Which lines below contain "tweets"? Pull them out.

(Collected data entries)
——

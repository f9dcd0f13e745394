// Apify social media fetcher (Instagram, Facebook, Reddit, Twitter, TikTok).
// Moved from scout::pipeline::scraper in Phase 3.

use anyhow::Result;
use apify_client::ApifyClient;
use rootsignal_common::{SocialPlatform, SocialPost};
use tracing::info;

pub(crate) struct SocialFetcher {
    client: ApifyClient,
}

impl SocialFetcher {
    pub(crate) fn new(client: ApifyClient) -> Self {
        Self { client }
    }

    /// Fetch posts from a social platform profile/account.
    pub(crate) async fn fetch_posts(
        &self,
        platform: &SocialPlatform,
        identifier: &str,
        limit: u32,
    ) -> Result<Vec<SocialPost>> {
        info!(?platform, identifier, limit, "Fetching social posts");

        match platform {
            SocialPlatform::Instagram => {
                let posts = self.client.scrape_instagram_posts(identifier, limit).await?;
                Ok(posts
                    .into_iter()
                    .filter_map(|p| {
                        let content = p.caption?;
                        if content.is_empty() {
                            return None;
                        }
                        Some(SocialPost {
                            content,
                            author: p.owner_username,
                            url: Some(p.url),
                        })
                    })
                    .collect())
            }
            SocialPlatform::Facebook => {
                let posts = self.client.scrape_facebook_posts(identifier, limit).await?;
                Ok(posts
                    .into_iter()
                    .filter_map(|p| {
                        let content = p.text?;
                        if content.is_empty() {
                            return None;
                        }
                        Some(SocialPost {
                            content,
                            author: p.page_name,
                            url: p.url,
                        })
                    })
                    .collect())
            }
            SocialPlatform::Reddit => {
                let posts = self.client.scrape_reddit_posts(identifier, limit).await?;
                Ok(posts
                    .into_iter()
                    .filter_map(|p| {
                        if p.data_type.as_deref() != Some("post") {
                            return None;
                        }
                        let title = p.title.unwrap_or_default();
                        let body = p.body.unwrap_or_default();
                        let content = format!("{}\n\n{}", title, body).trim().to_string();
                        if content.is_empty() {
                            return None;
                        }
                        Some(SocialPost {
                            content,
                            author: None,
                            url: p.url,
                        })
                    })
                    .collect())
            }
            SocialPlatform::Twitter => {
                let tweets = self.client.scrape_x_posts(identifier, limit).await?;
                Ok(tweets
                    .into_iter()
                    .filter_map(|t| {
                        let content = t.content()?.to_string();
                        if content.is_empty() {
                            return None;
                        }
                        Some(SocialPost {
                            content,
                            author: t.author.as_ref().and_then(|a| a.user_name.clone()),
                            url: t.url,
                        })
                    })
                    .collect())
            }
            SocialPlatform::TikTok => {
                let posts = self.client.scrape_tiktok_posts(identifier, limit).await?;
                Ok(posts
                    .into_iter()
                    .filter_map(|p| {
                        let content = p.text?;
                        if content.len() < 20 {
                            return None;
                        }
                        Some(SocialPost {
                            content,
                            author: p.author_meta.as_ref().and_then(|a| a.name.clone()),
                            url: p.web_video_url,
                        })
                    })
                    .collect())
            }
            SocialPlatform::Bluesky => {
                anyhow::bail!("Bluesky is not yet supported by the social fetcher")
            }
        }
    }

    /// Search a platform for topics (hashtags/keywords).
    pub(crate) async fn search_topics(
        &self,
        platform: &SocialPlatform,
        topics: &[&str],
        limit: u32,
    ) -> Result<Vec<SocialPost>> {
        info!(?platform, ?topics, limit, "Searching social topics");

        match platform {
            SocialPlatform::Instagram => {
                let sanitized = sanitize_topics_to_hashtags(topics);
                let refs: Vec<&str> = sanitized.iter().map(|s| s.as_str()).collect();
                let posts = self.client.search_instagram_hashtags(&refs, limit).await?;
                Ok(posts
                    .into_iter()
                    .map(|p| SocialPost {
                        content: p.content,
                        author: Some(p.author_username),
                        url: Some(p.post_url),
                    })
                    .collect())
            }
            SocialPlatform::Twitter => {
                let posts = self.client.search_x_keywords(topics, limit).await?;
                Ok(posts
                    .into_iter()
                    .filter_map(|t| {
                        let content = t.content()?.to_string();
                        if content.is_empty() {
                            return None;
                        }
                        Some(SocialPost {
                            content,
                            author: t.author.as_ref().and_then(|a| a.user_name.clone()),
                            url: t.url,
                        })
                    })
                    .collect())
            }
            SocialPlatform::TikTok => {
                let posts = self.client.search_tiktok_keywords(topics, limit).await?;
                Ok(posts
                    .into_iter()
                    .filter_map(|p| {
                        let content = p.text?;
                        if content.len() < 20 {
                            return None;
                        }
                        Some(SocialPost {
                            content,
                            author: p.author_meta.as_ref().and_then(|a| a.name.clone()),
                            url: p.web_video_url,
                        })
                    })
                    .collect())
            }
            SocialPlatform::Reddit => {
                let posts = self.client.search_reddit_keywords(topics, limit).await?;
                Ok(posts
                    .into_iter()
                    .filter_map(|p| {
                        if p.data_type.as_deref() != Some("post") {
                            return None;
                        }
                        let title = p.title.unwrap_or_default();
                        let body = p.body.unwrap_or_default();
                        let content = format!("{}\n\n{}", title, body).trim().to_string();
                        if content.is_empty() {
                            return None;
                        }
                        Some(SocialPost {
                            content,
                            author: p.url.as_deref().and_then(extract_reddit_username),
                            url: p.url,
                        })
                    })
                    .collect())
            }
            // Facebook and Bluesky don't support keyword search
            _ => Ok(Vec::new()),
        }
    }
}

/// Extract a Reddit username from a URL like "https://www.reddit.com/user/NAME/..."
fn extract_reddit_username(url: &str) -> Option<String> {
    let parts: Vec<&str> = url.split('/').collect();
    for (i, part) in parts.iter().enumerate() {
        if (*part == "user" || *part == "u") && i + 1 < parts.len() {
            let name = parts[i + 1];
            if !name.is_empty() {
                return Some(name.to_string());
            }
        }
    }
    None
}

/// Convert multi-word topic strings into valid Instagram hashtags (camelCase,
/// alphanumeric only). The Instagram hashtag API rejects values containing
/// spaces, punctuation, or other special characters.
pub(crate) fn sanitize_topics_to_hashtags(topics: &[&str]) -> Vec<String> {
    topics
        .iter()
        .map(|t| {
            t.split_whitespace()
                .enumerate()
                .map(|(i, w)| {
                    let w: String = w.chars().filter(|c| c.is_alphanumeric()).collect();
                    if i == 0 {
                        w.to_lowercase()
                    } else {
                        let mut chars = w.chars();
                        match chars.next() {
                            Some(first) => {
                                first.to_uppercase().to_string()
                                    + &chars.as_str().to_lowercase()
                            }
                            None => String::new(),
                        }
                    }
                })
                .collect::<String>()
        })
        .filter(|s| !s.is_empty())
        .collect()
}

#[cfg(test)]
mod tests {
    use super::*;

    #[test]
    fn sanitize_multi_word_topics() {
        let topics = &[
            "Minneapolis immigration legal aid volunteer Minnesota",
            "Minnesota teacher sanctuary movement",
        ];
        let result = sanitize_topics_to_hashtags(topics);
        assert_eq!(
            result,
            vec![
                "minneapolisImmigrationLegalAidVolunteerMinnesota",
                "minnesotaTeacherSanctuaryMovement",
            ]
        );
    }

    #[test]
    fn sanitize_single_word_topic() {
        let result = sanitize_topics_to_hashtags(&["MNimmigration"]);
        assert_eq!(result, vec!["mnimmigration"]);
    }

    #[test]
    fn sanitize_strips_special_chars() {
        let result = sanitize_topics_to_hashtags(&["Minneapolis: ICE raids — 2026!"]);
        assert_eq!(result, vec!["minneapolisIceRaids2026"]);
    }

    #[test]
    fn sanitize_filters_empty() {
        let result = sanitize_topics_to_hashtags(&["", "   ", "valid topic"]);
        assert_eq!(result, vec!["validTopic"]);
    }

    #[test]
    fn extract_reddit_user_from_url() {
        assert_eq!(
            extract_reddit_username("https://www.reddit.com/user/someuser/comments/abc"),
            Some("someuser".to_string())
        );
    }

    #[test]
    fn extract_reddit_user_short_form() {
        assert_eq!(
            extract_reddit_username("https://reddit.com/u/testuser"),
            Some("testuser".to_string())
        );
    }
}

——

Solution below
                let tweets = self.client.scrape_x_posts(identifier, limit).await?;
                Ok(tweets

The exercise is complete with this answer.